Source information ▸
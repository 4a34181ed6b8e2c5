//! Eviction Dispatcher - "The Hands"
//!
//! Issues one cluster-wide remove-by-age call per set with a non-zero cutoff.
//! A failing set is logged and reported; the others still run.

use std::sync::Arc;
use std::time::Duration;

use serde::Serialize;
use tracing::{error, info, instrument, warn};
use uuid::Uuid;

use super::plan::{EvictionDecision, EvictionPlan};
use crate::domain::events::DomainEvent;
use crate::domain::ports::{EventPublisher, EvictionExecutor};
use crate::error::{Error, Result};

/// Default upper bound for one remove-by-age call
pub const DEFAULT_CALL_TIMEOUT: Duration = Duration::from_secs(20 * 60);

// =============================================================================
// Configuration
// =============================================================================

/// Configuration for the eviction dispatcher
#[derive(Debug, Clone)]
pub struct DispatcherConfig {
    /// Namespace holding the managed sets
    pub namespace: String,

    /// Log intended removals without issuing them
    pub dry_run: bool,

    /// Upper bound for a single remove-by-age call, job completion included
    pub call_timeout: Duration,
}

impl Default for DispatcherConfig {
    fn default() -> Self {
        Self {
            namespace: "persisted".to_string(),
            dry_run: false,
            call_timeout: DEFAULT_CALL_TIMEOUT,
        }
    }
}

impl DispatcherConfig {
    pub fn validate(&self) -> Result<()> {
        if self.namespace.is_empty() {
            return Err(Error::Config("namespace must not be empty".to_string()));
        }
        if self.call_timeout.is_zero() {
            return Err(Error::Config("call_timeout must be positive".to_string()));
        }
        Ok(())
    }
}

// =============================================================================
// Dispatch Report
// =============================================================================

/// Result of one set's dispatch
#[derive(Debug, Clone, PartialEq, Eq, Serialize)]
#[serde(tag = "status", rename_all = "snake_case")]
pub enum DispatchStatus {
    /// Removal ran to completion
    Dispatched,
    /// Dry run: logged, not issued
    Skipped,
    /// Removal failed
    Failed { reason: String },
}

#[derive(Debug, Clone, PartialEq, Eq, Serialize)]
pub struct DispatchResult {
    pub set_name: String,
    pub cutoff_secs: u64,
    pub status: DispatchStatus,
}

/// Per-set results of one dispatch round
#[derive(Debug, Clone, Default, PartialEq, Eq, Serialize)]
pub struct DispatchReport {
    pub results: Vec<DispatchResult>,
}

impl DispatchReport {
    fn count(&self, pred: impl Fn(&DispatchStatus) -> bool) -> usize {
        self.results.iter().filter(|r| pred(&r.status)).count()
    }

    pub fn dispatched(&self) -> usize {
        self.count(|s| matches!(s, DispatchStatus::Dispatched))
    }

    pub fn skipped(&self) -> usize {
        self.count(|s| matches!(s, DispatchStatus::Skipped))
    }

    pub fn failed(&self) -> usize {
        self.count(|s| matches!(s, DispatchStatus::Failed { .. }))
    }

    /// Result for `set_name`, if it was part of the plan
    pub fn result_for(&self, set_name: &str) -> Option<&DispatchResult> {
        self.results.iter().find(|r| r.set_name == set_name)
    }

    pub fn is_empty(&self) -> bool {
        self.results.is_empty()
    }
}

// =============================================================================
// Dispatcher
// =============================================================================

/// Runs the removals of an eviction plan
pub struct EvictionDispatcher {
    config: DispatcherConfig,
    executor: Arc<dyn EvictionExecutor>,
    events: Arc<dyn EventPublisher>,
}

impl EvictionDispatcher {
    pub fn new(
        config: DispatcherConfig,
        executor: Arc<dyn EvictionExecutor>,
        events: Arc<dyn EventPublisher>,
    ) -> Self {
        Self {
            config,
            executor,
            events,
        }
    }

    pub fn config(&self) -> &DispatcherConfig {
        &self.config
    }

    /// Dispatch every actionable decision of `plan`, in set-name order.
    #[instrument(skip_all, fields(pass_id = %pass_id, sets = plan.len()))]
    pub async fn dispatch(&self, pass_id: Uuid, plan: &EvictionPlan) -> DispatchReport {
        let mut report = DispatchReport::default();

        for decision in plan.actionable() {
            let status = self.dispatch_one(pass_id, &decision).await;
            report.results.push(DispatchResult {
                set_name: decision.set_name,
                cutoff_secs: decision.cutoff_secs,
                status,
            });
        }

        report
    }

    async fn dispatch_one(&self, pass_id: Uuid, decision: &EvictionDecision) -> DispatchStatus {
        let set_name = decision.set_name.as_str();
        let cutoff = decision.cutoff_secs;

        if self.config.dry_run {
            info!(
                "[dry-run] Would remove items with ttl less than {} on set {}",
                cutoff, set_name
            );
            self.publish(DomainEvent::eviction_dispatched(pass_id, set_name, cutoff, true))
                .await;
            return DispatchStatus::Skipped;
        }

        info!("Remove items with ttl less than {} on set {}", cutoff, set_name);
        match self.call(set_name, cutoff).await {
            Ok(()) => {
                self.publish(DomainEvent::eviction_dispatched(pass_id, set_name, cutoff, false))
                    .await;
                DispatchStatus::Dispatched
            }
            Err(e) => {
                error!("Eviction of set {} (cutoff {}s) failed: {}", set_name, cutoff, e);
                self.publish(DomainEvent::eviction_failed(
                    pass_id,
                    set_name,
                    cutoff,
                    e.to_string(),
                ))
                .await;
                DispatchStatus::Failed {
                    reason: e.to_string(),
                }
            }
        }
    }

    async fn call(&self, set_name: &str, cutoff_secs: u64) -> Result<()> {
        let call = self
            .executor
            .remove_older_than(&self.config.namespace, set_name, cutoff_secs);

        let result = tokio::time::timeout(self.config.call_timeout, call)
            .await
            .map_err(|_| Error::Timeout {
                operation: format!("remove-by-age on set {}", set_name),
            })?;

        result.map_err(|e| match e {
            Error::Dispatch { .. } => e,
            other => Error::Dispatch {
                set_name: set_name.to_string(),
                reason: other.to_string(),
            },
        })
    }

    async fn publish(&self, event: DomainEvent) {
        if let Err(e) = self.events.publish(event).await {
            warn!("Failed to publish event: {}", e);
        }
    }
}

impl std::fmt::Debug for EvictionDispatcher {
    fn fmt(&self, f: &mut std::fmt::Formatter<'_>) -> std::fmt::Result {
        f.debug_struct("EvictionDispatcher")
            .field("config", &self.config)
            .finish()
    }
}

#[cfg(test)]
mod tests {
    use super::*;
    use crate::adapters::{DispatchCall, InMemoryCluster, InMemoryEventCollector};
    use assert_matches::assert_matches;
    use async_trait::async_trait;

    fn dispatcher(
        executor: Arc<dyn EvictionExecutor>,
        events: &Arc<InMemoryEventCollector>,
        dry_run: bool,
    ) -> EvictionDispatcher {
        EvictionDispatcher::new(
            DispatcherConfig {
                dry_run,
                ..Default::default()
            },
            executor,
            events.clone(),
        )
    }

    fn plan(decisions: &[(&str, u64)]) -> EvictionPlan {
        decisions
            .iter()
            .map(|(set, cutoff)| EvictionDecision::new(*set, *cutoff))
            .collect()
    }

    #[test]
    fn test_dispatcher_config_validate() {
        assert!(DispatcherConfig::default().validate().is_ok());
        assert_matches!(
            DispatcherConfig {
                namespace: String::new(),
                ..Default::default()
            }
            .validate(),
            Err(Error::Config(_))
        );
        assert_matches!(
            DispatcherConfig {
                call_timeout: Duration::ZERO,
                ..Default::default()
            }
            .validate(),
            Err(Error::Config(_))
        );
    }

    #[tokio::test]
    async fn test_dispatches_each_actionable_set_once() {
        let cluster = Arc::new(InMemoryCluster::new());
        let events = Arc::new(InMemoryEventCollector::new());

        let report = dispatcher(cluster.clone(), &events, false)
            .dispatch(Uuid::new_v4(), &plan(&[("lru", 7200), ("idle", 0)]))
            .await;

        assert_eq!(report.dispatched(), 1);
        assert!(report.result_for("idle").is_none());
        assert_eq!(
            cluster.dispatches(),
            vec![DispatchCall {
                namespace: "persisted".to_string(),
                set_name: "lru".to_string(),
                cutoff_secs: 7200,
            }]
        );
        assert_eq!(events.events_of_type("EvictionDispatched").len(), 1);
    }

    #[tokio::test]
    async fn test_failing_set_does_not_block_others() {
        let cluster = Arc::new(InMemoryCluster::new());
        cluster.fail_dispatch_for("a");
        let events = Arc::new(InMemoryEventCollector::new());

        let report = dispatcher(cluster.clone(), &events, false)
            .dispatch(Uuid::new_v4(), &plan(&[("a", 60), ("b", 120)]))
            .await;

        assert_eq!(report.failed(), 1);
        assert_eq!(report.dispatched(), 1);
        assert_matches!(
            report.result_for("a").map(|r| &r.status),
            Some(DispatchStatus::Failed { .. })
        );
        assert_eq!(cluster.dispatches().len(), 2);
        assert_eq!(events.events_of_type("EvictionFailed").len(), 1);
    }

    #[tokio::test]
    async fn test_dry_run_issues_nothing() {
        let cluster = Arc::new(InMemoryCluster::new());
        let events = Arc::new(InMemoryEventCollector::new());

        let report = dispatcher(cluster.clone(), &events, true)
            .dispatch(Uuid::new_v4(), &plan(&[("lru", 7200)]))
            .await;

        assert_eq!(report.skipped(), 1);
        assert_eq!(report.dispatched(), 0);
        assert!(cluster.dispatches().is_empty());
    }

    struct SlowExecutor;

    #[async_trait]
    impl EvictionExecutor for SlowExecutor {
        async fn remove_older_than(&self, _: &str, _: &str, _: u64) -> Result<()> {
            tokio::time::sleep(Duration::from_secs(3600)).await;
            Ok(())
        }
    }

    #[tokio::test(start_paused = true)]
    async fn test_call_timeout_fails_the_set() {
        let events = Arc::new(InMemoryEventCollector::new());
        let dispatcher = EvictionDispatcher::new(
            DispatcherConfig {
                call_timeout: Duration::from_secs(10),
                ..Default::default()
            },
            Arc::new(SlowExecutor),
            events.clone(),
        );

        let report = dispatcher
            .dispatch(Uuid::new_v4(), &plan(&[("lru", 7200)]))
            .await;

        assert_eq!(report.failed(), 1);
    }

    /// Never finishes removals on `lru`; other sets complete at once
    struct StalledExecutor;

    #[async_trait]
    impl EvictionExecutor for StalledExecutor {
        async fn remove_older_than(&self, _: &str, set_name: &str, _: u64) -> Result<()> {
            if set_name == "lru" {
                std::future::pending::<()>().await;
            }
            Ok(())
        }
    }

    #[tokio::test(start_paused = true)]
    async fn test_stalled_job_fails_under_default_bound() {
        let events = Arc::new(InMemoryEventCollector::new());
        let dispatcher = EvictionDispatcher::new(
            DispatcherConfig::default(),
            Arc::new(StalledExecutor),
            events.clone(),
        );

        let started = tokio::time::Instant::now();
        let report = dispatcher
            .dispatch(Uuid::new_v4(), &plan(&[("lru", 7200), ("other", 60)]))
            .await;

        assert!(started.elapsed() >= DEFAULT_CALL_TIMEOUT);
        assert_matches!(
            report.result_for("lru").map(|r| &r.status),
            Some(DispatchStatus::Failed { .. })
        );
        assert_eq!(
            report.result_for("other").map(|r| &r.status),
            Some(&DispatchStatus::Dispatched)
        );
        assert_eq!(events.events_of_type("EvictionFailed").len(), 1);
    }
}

==

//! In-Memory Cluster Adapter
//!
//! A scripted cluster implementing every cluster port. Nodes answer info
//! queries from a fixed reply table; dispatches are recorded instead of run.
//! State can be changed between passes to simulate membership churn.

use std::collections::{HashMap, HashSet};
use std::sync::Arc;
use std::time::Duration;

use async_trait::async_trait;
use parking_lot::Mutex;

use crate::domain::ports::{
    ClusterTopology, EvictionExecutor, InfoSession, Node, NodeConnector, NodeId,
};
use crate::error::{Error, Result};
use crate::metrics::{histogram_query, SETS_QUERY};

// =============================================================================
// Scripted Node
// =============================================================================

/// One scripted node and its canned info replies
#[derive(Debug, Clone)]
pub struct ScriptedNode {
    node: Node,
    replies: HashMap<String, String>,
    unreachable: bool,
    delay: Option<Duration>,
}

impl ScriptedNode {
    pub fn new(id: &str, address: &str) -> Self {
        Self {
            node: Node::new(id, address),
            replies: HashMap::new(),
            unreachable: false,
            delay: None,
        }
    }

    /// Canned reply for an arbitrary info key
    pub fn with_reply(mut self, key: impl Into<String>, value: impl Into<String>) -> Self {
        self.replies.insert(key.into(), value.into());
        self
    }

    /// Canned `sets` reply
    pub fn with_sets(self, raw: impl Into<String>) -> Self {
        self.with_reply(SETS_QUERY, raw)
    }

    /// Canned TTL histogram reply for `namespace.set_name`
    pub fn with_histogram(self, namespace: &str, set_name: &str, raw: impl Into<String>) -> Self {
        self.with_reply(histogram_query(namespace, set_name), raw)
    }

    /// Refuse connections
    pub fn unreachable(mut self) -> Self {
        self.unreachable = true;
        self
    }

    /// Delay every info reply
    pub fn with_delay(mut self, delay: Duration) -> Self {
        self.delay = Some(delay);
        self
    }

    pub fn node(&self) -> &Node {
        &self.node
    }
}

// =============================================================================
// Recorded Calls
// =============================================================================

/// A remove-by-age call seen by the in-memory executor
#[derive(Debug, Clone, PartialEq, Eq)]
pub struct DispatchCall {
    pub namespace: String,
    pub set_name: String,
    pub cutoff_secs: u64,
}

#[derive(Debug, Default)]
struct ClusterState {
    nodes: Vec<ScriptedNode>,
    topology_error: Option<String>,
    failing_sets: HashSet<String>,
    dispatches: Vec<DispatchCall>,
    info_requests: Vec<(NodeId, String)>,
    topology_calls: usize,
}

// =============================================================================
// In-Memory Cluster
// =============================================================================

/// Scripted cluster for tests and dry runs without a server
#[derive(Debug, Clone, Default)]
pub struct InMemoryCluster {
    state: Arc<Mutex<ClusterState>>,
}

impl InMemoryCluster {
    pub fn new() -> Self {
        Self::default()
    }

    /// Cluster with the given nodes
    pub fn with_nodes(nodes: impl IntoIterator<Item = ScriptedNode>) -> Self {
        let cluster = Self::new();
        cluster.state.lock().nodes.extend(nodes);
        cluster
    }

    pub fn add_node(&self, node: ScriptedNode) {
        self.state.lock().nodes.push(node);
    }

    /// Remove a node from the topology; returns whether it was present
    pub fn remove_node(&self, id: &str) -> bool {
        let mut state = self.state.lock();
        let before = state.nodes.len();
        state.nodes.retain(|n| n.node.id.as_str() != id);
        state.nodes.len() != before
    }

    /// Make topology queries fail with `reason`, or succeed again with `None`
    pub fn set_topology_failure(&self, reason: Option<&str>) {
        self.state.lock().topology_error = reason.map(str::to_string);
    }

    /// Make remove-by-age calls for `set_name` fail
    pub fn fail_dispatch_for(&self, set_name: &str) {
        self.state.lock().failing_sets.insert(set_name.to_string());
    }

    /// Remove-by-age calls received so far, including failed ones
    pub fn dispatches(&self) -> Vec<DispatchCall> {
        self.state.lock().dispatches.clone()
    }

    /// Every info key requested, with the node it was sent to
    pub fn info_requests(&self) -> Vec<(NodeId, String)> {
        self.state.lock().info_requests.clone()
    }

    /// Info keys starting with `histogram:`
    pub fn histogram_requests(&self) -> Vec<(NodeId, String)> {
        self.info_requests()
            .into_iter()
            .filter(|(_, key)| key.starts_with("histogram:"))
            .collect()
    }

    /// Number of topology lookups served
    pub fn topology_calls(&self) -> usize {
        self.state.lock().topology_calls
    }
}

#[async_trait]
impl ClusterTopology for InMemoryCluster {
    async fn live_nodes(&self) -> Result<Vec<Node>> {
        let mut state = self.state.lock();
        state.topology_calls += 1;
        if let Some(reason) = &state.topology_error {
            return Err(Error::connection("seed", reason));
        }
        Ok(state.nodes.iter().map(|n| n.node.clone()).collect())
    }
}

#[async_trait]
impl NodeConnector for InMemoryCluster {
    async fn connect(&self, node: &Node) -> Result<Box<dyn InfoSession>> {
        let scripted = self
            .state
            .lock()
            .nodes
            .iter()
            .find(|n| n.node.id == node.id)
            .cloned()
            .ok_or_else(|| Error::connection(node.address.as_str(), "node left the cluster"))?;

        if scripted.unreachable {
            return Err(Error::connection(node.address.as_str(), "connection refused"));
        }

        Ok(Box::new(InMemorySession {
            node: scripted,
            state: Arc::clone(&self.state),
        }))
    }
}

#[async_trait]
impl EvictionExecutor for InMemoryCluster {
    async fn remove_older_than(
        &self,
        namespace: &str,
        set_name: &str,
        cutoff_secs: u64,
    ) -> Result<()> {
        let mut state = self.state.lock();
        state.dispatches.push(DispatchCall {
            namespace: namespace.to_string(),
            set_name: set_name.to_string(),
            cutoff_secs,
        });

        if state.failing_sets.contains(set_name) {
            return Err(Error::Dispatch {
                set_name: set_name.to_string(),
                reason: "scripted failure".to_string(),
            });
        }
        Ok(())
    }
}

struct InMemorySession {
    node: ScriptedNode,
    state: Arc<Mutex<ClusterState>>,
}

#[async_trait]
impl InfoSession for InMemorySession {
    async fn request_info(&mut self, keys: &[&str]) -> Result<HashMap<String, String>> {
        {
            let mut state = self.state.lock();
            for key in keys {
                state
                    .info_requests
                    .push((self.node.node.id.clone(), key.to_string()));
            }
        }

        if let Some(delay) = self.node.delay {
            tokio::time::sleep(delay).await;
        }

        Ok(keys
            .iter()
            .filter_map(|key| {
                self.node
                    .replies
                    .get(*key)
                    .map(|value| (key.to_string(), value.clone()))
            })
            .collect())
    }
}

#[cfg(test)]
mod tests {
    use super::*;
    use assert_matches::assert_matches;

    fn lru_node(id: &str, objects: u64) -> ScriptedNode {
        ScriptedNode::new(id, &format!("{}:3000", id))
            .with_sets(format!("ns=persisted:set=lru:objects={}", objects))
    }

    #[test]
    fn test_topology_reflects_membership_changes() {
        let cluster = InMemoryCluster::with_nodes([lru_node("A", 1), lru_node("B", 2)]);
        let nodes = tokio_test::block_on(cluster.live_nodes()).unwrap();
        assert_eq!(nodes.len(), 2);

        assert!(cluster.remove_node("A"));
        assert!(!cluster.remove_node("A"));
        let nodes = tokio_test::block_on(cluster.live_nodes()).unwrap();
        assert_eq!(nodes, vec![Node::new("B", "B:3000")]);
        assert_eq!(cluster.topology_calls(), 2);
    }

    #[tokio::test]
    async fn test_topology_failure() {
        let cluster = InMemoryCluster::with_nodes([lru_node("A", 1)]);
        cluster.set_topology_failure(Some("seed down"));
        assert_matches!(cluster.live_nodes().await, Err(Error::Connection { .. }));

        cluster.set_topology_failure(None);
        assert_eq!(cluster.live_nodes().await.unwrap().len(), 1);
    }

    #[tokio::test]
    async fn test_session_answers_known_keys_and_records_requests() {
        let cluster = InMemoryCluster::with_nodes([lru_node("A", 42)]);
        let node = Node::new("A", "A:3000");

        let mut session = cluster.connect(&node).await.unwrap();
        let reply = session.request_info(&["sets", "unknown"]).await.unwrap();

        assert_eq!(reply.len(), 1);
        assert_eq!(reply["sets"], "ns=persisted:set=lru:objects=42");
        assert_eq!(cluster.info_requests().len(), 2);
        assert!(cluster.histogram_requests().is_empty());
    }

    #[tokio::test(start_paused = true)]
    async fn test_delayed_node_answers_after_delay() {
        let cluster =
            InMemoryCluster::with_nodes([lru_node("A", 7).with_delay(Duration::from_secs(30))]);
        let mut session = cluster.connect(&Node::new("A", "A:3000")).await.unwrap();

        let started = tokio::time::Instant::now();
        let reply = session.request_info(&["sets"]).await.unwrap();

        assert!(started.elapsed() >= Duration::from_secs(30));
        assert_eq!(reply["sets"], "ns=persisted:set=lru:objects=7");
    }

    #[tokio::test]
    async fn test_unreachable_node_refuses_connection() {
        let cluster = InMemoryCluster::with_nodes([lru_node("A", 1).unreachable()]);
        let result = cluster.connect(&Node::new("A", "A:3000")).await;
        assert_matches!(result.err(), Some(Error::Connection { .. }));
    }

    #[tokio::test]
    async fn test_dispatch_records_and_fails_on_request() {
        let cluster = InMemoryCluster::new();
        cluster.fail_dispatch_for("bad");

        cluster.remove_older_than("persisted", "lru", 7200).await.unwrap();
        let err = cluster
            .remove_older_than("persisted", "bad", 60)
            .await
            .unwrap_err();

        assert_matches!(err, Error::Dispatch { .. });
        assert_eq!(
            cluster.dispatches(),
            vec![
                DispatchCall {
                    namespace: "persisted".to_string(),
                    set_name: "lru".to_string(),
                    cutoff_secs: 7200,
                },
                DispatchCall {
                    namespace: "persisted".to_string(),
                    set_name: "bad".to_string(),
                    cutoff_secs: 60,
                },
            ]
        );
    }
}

Problem details ▸
For the word "ScriptedNode", go through the records and show each line that carries it.

Solution to the problem ▸
pub struct ScriptedNode {
impl ScriptedNode {
    nodes: Vec<ScriptedNode>,
    pub fn with_nodes(nodes: impl IntoIterator<Item = ScriptedNode>) -> Self {
    pub fn add_node(&self, node: ScriptedNode) {
    node: ScriptedNode,
    fn lru_node(id: &str, objects: u64) -> ScriptedNode {
        ScriptedNode::new(id, &format!("{}:3000", id))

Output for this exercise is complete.